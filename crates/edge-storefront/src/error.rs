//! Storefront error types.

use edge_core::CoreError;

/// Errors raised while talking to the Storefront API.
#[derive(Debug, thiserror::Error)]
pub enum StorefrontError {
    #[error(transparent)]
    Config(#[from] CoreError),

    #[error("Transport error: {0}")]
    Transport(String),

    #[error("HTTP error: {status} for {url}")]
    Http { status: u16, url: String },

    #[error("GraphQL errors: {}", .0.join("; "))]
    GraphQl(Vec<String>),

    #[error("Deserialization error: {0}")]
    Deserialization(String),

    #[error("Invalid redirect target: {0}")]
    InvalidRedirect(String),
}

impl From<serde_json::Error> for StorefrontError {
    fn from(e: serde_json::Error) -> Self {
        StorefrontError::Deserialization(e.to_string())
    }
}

------------------------------------------------------------------------

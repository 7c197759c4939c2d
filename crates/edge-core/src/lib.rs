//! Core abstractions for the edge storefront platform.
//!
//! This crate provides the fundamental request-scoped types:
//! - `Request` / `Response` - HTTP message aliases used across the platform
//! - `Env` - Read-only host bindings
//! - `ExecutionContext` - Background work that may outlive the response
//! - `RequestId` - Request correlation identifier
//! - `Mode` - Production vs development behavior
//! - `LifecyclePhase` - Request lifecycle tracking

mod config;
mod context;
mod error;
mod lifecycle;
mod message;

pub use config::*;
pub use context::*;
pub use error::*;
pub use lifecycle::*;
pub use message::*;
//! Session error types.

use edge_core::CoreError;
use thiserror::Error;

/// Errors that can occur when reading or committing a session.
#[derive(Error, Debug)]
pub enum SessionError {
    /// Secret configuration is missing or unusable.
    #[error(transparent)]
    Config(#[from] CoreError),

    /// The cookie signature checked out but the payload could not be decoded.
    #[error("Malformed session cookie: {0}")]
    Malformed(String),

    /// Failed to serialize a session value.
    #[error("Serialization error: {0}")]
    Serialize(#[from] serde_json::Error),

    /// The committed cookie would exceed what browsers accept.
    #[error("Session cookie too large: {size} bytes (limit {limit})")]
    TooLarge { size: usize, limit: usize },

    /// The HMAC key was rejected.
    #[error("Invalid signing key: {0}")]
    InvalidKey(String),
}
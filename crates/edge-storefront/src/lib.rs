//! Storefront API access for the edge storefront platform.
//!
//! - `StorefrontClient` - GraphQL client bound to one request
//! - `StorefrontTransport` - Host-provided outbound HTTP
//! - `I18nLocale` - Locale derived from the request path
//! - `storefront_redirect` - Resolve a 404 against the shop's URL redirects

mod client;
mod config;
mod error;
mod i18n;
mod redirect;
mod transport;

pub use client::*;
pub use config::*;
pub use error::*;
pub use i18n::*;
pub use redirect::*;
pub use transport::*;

------------------------------------------------------------------------

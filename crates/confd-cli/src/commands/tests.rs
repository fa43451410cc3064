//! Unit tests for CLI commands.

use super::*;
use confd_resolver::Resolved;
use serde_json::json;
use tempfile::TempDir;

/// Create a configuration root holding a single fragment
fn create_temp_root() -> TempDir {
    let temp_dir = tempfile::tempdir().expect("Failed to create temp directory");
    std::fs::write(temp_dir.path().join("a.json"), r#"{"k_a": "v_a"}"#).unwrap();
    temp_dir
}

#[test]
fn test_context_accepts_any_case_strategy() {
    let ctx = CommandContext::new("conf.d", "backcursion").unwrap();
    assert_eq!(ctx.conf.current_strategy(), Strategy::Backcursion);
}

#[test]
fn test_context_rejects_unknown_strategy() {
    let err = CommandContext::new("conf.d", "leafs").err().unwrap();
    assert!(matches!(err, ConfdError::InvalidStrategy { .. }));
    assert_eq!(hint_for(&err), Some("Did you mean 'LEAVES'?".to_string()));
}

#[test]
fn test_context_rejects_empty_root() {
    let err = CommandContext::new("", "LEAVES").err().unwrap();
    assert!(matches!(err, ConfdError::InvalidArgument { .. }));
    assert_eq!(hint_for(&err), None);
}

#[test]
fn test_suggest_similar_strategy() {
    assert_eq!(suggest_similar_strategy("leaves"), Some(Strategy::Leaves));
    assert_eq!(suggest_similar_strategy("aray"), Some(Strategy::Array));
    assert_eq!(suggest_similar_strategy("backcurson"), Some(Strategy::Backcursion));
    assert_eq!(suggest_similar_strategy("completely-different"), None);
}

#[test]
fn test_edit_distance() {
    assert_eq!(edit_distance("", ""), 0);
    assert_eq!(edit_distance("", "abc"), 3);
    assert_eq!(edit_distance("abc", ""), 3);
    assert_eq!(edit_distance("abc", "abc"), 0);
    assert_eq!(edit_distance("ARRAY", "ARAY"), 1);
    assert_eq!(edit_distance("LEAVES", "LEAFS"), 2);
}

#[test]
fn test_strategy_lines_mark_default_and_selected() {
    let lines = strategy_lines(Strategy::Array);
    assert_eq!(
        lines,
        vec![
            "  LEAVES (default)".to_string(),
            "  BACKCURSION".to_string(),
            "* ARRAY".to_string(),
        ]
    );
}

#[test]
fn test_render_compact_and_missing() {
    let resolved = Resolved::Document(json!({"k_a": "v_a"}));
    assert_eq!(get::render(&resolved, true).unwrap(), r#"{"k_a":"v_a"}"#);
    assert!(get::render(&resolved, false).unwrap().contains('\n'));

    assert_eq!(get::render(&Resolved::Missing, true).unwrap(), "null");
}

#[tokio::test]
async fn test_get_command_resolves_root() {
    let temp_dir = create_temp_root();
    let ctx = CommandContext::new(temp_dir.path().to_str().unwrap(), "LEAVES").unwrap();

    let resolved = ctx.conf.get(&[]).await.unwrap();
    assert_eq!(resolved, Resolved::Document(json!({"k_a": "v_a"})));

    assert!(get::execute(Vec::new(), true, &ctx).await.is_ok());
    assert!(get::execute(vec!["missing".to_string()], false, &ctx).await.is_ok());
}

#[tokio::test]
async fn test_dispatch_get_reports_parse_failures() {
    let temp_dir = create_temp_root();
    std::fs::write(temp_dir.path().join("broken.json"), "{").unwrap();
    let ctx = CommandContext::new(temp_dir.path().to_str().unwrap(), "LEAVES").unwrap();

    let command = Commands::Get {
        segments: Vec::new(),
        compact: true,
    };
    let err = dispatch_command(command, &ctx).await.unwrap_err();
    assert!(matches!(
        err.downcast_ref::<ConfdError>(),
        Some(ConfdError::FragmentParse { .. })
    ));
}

------------------------------------------------------------------------

## Task to carry out:
Could you tally the lines of the listing above that contain the word "matches"? Give the number by itself.

## Response:
3